Berkaitan dengan hak, merujuk Pasal 22 UU ASN disebutkan bahwa Pegawai Pemerintah Dengan Perjanjian Kerja (PPPK) atau populer dengan sebutan “tenaga kontrak” juga mendapatkan sejumlah haknya berupa gaji dan tunjangan, cuti, perlindungan, dan pengembangan kompentensi. Khusus terkait cuti, PPPK sebagai bagian dari ASN juga berhak mendapatkan cuti tersebut yang durasi waktunya secara teknis diatur dalam Peraturan Pemerintah Nomor 49 Tahun 2018 tentang Manajemen Pegawai Pemerintah Dengan Perjanjian Kerja. Dalam regulasi tersebut, dala Pasal 77 disebutkan bahwa PPPK memiliki sejumlah hak cuti mulai dari cuti tahunan, cuti sakit, cuti melahirkan, dan cuti bersama. Bagaimana dengan penghasilan yang ia terima ketika cuti melahirkan? Dalam Pasal 90 jelas disebutkan jika PPPK yang menjalankan cuti melahirkan tetap menerima penghasilan sesuai dengan ketentuan peraturan perundang-undangan.

Birokrasi dan Kesetaraan

Perlu digarisbawahi bahwa bicara gender termasuk dalam konteks birokrasi, bukan hanya bicara tentang perempuan semata. Bukan berarti pula menuntut perempuan untuk menjadi sama dengan lelaki, tetapi bagaimana membangun kebijakan hingga tataran operasionalnya benar-benar mendukung keduanya baik perempuan dan laki-lakii agar mendapat akses, peran, kontrol, dan manfaat yang adil dan setara. Bukankah setiap individu dalam birokrasi, perempuan dan laki-laki memiliki permasalahan, pengalaman, gagasan dan kebutuhan yang berbeda-beda, baik sebagai PNS maupun Peagwai Non PNS?
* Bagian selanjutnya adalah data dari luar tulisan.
fn templated_summary(
    selected: &RankedOpportunity,
    technical: &TechnicalAnalysis,
    pricing: &PricingAnalysis,
) -> String {
    let top = technical.recommended_products.first();
    let recommendation = if !selected.qualification.qualified {
        "decline"
    } else if top.map(|result| result.match_pct >= Decimal::new(50, 0)).unwrap_or(false) {
        "proceed"
    } else {
        "review"
    };

    match top {
        Some(result) => format!(
            "{} tender {} scores {}/100 and is best served by {} at a {}% technical match. \
             The estimated response value is {} {}. Recommendation: {}.",
            selected.opportunity.client,
            selected.opportunity.id.0,
            selected.qualification.score,
            result.product.name,
            result.match_pct,
            pricing.currency,
            pricing.breakdown.grand_total,
            recommendation,
        ),
        None => format!(
            "{} tender {} scores {}/100 but no catalog product matches its requirements. \
             The estimated response value is {} {}. Recommendation: {}.",
            selected.opportunity.client,
            selected.opportunity.id.0,
            selected.qualification.score,
            pricing.currency,
            pricing.breakdown.grand_total,
            recommendation,
        ),
    }
}

fn scan_reply(state: &SessionState) -> String {
    if state.opportunities.is_empty() {
        return "No open tenders were found. Ask me to scan again once new tenders are ingested."
            .to_owned();
    }

    let shown = state.opportunities.len().min(TOP_PRESENTED);
    let mut reply = format!(
        "Found {} open tenders. Showing the top {} by priority:\n",
        state.opportunities.len(),
        shown
    );
    for (position, ranked) in state.opportunities.iter().take(TOP_PRESENTED).enumerate() {
        let verdict = if ranked.qualification.qualified { "qualified" } else { "not qualified" };
        reply.push_str(&format!(
            "{}. {} | {} | {} | value {} | due {} ({} days) | score {}/100, {}\n",
            position + 1,
            ranked.opportunity.id.0,
            ranked.opportunity.title,
            ranked.opportunity.client,
            ranked.opportunity.estimated_value,
            ranked.opportunity.submission_deadline,
            ranked.days_remaining,
            ranked.qualification.score,
            verdict,
        ));
    }
    reply.push_str("Reply with `select <number>` or the RFP ID to analyze one.");
    reply
}

fn compile_reply(
    selected: &RankedOpportunity,
    pricing: &PricingAnalysis,
    summary: &str,
    report: &ReportRef,
) -> String {
    let tests = if pricing.recommended_tests.is_empty() {
        "none".to_owned()
    } else {
        pricing.recommended_tests.join(", ")
    };
    let breakdown = &pricing.breakdown;

    format!(
        "Analysis complete for {} ({}).\n\n\
         Executive summary:\n{}\n\n\
         Recommended tests: {}\n\
         Cost breakdown ({}): material {}, testing {}, subtotal {}, overhead {}, \
         contingency {}, grand total {}\n\
         Report: {}",
        selected.opportunity.id.0,
        selected.opportunity.title,
        summary,
        tests,
        pricing.currency,
        breakdown.material_cost,
        breakdown.testing_cost,
        breakdown.subtotal,
        breakdown.overhead_cost,
        breakdown.contingency_cost,
        breakdown.grand_total,
        report.path,
    )
}

#[cfg(test)]
mod tests {
    use async_trait::async_trait;
    use chrono::{Duration, NaiveDate, Utc};
    use rust_decimal::Decimal;

    use tenderflow_core::domain::opportunity::{LineItem, RawOpportunityRecord};
    use tenderflow_core::domain::product::{Product, ProductAttributes, ProductId};
    use tenderflow_core::domain::session::{SessionId, SessionState, WorkflowStage};
    use tenderflow_core::errors::{ApplicationError, DomainError};
    use tenderflow_core::rfp::pricing::PricingSettings;
    use tenderflow_core::rfp::qualify::QualificationCriteria;
    use tenderflow_core::rfp::{DeterministicMatcher, DeterministicPricing, RuleBasedQualifier};
    use tenderflow_db::{
        CatalogStore, InMemoryCatalogStore, InMemoryOpportunityStore, OpportunityStore,
    };

    use crate::llm::{LlmClient, LlmError, NoopLlmClient};

    use super::{
        apply_selection, compile_stage, pricing_stage, qualify_stage, technical_stage,
    };

    struct CannedLlm(String);

    #[async_trait]
    impl LlmClient for CannedLlm {
        async fn complete(&self, _prompt: &str) -> Result<String, LlmError> {
            Ok(self.0.clone())
        }
    }

    struct FailingLlm;

    #[async_trait]
    impl LlmClient for FailingLlm {
        async fn complete(&self, _prompt: &str) -> Result<String, LlmError> {
            Err(LlmError::Transport("connection refused".to_owned()))
        }
    }

    fn today() -> NaiveDate {
        Utc::now().date_naive()
    }

    fn record(id: &str, value: i64, days_out: i64) -> RawOpportunityRecord {
        RawOpportunityRecord {
            id: Some(id.to_owned()),
            rfp_id: None,
            title: format!("{id} cable supply"),
            client: "Metro Rail Corp".to_owned(),
            description: "11 kV XLPE 3 core 300 sqmm aluminium underground power cable"
                .to_owned(),
            estimated_value: Decimal::new(value, 0),
            submission_deadline: today() + Duration::days(days_out),
            location: "Delhi".to_owned(),
            line_items: vec![LineItem {
                description: "11 kV XLPE 3 core 300 sqmm aluminium cable, 50 km".to_owned(),
                quantity: 50,
            }],
        }
    }

    fn product() -> Product {
        Product {
            id: ProductId("CAB-XLPE-11K-3C300".to_owned()),
            name: "11 kV XLPE 3C 300 sqmm Al".to_owned(),
            price_per_km: Decimal::new(95_000, 0),
            attributes: ProductAttributes {
                voltage_grade: Some("11 kV".to_owned()),
                insulation: Some("XLPE".to_owned()),
                cores: Some(3),
                conductor_size_sqmm: Some(Decimal::new(300, 0)),
                conductor_material: Some("Aluminium".to_owned()),
                armoured: None,
                cable_type: Some("Power".to_owned()),
                application: Some("Underground".to_owned()),
            },
        }
    }

    async fn seeded_catalog() -> InMemoryCatalogStore {
        let catalog = InMemoryCatalogStore::default();
        catalog.save_product(&product()).await.expect("product");
        for (name, price) in [
            ("High Voltage Test", 5_000),
            ("Impulse Voltage Test", 7_500),
            ("Water Penetration Test", 3_000),
            ("Mechanical Test", 2_500),
            ("Partial Discharge Test", 4_000),
        ] {
            catalog.save_test_price(name, Decimal::new(price, 0)).await.expect("price");
        }
        catalog
    }

    async fn analyzed_state() -> (SessionState, InMemoryCatalogStore) {
        let opportunities = InMemoryOpportunityStore::default();
        opportunities.ingest(record("TOT-1", 1_500_000, 60)).await.expect("ingest");

        let mut state = SessionState::new(SessionId("sess-1".to_owned()));
        qualify_stage(
            &mut state,
            &opportunities,
            &RuleBasedQualifier,
            &NoopLlmClient,
            false,
            &QualificationCriteria::default(),
            today(),
        )
        .await
        .expect("qualify");
        apply_selection(&mut state, 0).expect("select");

        let catalog = seeded_catalog().await;
        technical_stage(&mut state, &catalog, &DeterministicMatcher).await.expect("technical");
        pricing_stage(&mut state, &catalog, &DeterministicPricing, &PricingSettings::default())
            .await
            .expect("pricing");
        (state, catalog)
    }

    #[tokio::test]
    async fn qualification_ranks_and_presents_the_scan() {
        let opportunities = InMemoryOpportunityStore::default();
        opportunities.ingest(record("TOT-1", 1_500_000, 60)).await.expect("ingest");
        opportunities.ingest(record("TOT-2", 600_000, 20)).await.expect("ingest");

        let mut state = SessionState::new(SessionId("sess-1".to_owned()));
        let report = qualify_stage(
            &mut state,
            &opportunities,
            &RuleBasedQualifier,
            &NoopLlmClient,
            false,
            &QualificationCriteria::default(),
            today(),
        )
        .await
        .expect("qualify");

        assert_eq!(state.opportunities.len(), 2);
        assert_eq!(state.stage, WorkflowStage::AwaitingSelection);
        assert!(state.waiting_for_user);
        assert!(!report.degraded);
        let reply = report.reply.expect("reply");
        assert!(reply.contains("TOT-1"));
        assert!(reply.contains("TOT-2"));
    }

    #[tokio::test]
    async fn empty_scan_degrades_to_a_message_instead_of_an_error() {
        let opportunities = InMemoryOpportunityStore::default();
        let mut state = SessionState::new(SessionId("sess-1".to_owned()));

        let report = qualify_stage(
            &mut state,
            &opportunities,
            &RuleBasedQualifier,
            &NoopLlmClient,
            false,
            &QualificationCriteria::default(),
            today(),
        )
        .await
        .expect("qualify");

        assert!(state.opportunities.is_empty());
        assert_eq!(state.stage, WorkflowStage::Scanning);
        assert!(report.reply.expect("reply").contains("No open tenders"));
    }

    #[tokio::test]
    async fn assisted_qualification_uses_the_model_verdict() {
        let opportunities = InMemoryOpportunityStore::default();
        opportunities.ingest(record("TOT-1", 1_500_000, 60)).await.expect("ingest");

        let llm = CannedLlm(
            r#"{"qualified": false, "score": 10, "reasons": ["capacity conflict"]}"#.to_owned(),
        );
        let mut state = SessionState::new(SessionId("sess-1".to_owned()));
        let report = qualify_stage(
            &mut state,
            &opportunities,
            &RuleBasedQualifier,
            &llm,
            true,
            &QualificationCriteria::default(),
            today(),
        )
        .await
        .expect("qualify");

        assert!(!report.degraded);
        assert_eq!(state.opportunities[0].qualification.score, 10);
        assert!(!state.opportunities[0].qualification.qualified);
    }

    #[tokio::test]
    async fn assisted_qualification_falls_back_to_rules_on_model_failure() {
        let opportunities = InMemoryOpportunityStore::default();
        opportunities.ingest(record("TOT-1", 1_500_000, 60)).await.expect("ingest");

        let mut state = SessionState::new(SessionId("sess-1".to_owned()));
        let report = qualify_stage(
            &mut state,
            &opportunities,
            &RuleBasedQualifier,
            &FailingLlm,
            true,
            &QualificationCriteria::default(),
            today(),
        )
        .await
        .expect("qualify");

        assert!(report.degraded);
        assert_eq!(state.opportunities[0].qualification.score, 100);
        assert!(state.opportunities[0].qualification.qualified);
    }

    #[tokio::test]
    async fn selection_out_of_range_is_a_selection_error() {
        let mut state = SessionState::new(SessionId("sess-1".to_owned()));
        let err = apply_selection(&mut state, 3).expect_err("out of range");
        assert!(matches!(err, DomainError::Selection(_)));
    }

    #[tokio::test]
    async fn technical_stage_requires_a_selection() {
        let catalog = InMemoryCatalogStore::default();
        let mut state = SessionState::new(SessionId("sess-1".to_owned()));

        let err = technical_stage(&mut state, &catalog, &DeterministicMatcher)
            .await
            .expect_err("no selection");
        assert!(matches!(err, ApplicationError::Domain(DomainError::NoSelection)));
    }

    #[tokio::test]
    async fn technical_and_pricing_stages_fill_the_analysis_records() {
        let (state, _catalog) = analyzed_state().await;

        let technical = state.technical.expect("technical");
        assert!(!technical.recommended_products.is_empty());
        assert_eq!(technical.line_analyses.len(), 1);

        let pricing = state.pricing.expect("pricing");
        assert_eq!(pricing.breakdown.material_cost, Decimal::new(9_500_000, 2));
        assert!(pricing.recommended_tests.contains(&"High Voltage Test".to_owned()));
        assert!(pricing.recommended_tests.contains(&"Water Penetration Test".to_owned()));
    }

    #[tokio::test]
    async fn compile_with_the_noop_client_uses_the_template() {
        let (mut state, _catalog) = analyzed_state().await;

        let report = compile_stage(&mut state, &NoopLlmClient).await.expect("compile");

        assert_eq!(state.stage, WorkflowStage::Complete);
        let summary = state.final_summary.expect("summary");
        assert!(summary.contains("Recommendation: proceed"));
        let reference = state.report.expect("report");
        assert_eq!(reference.report_id, "sess-1_TOT-1");
        assert_eq!(reference.path, "/api/reports/sess-1/TOT-1");
        assert!(report.reply.expect("reply").contains("/api/reports/sess-1/TOT-1"));
    }

    #[tokio::test]
    async fn compile_accepts_a_model_summary_under_the_plain_text_contract() {
        let (mut state, _catalog) = analyzed_state().await;
        let llm = CannedLlm("  Strong fit, healthy margin. Recommendation: proceed.  ".to_owned());

        compile_stage(&mut state, &llm).await.expect("compile");

        assert_eq!(
            state.final_summary.as_deref(),
            Some("Strong fit, healthy margin. Recommendation: proceed.")
        );
    }

    #[tokio::test]
    async fn compile_failure_is_fatal_and_leaves_the_snapshot_unfinished() {
        let (mut state, _catalog) = analyzed_state().await;

        let err = compile_stage(&mut state, &FailingLlm).await.expect_err("generation");

        assert!(matches!(err, ApplicationError::Domain(DomainError::Generation(_))));
        assert!(state.final_summary.is_none());
        assert!(state.report.is_none());
    }
}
Birokrasi itu pada dasarnya adalah netral gender. Hal itu tersirat dengan penjelasan Yuliawati dan Widiastuti (2016) menjelaskan bahwa secara etimologi atau tata bahasa, birokrasi berasal dari bahasa Perancis, bureau yang berarti kantor atau meja tulis, dan bahasa Yunani, kratein yang berarti mengatur. Jadi secara harfiah dapat diartikan bahwa birokrasi adalah organisasi yang mengatur persoalan dari meja ke meja sesuai dengan stuktur dan fungsinya dalam sebuah organisasi dalam rangka mencapai tujuan tertentu. Pertanyaannya, siapa pejabat yang dimaksud, lelaki atau perempuan, tidak secara eksplisit disebutkan. Masalah kemudian adalah jika melihat birokrasi di republik ini dapat disebut sebagai peninggalan era kolonial yang penuh dengan diskriminatif.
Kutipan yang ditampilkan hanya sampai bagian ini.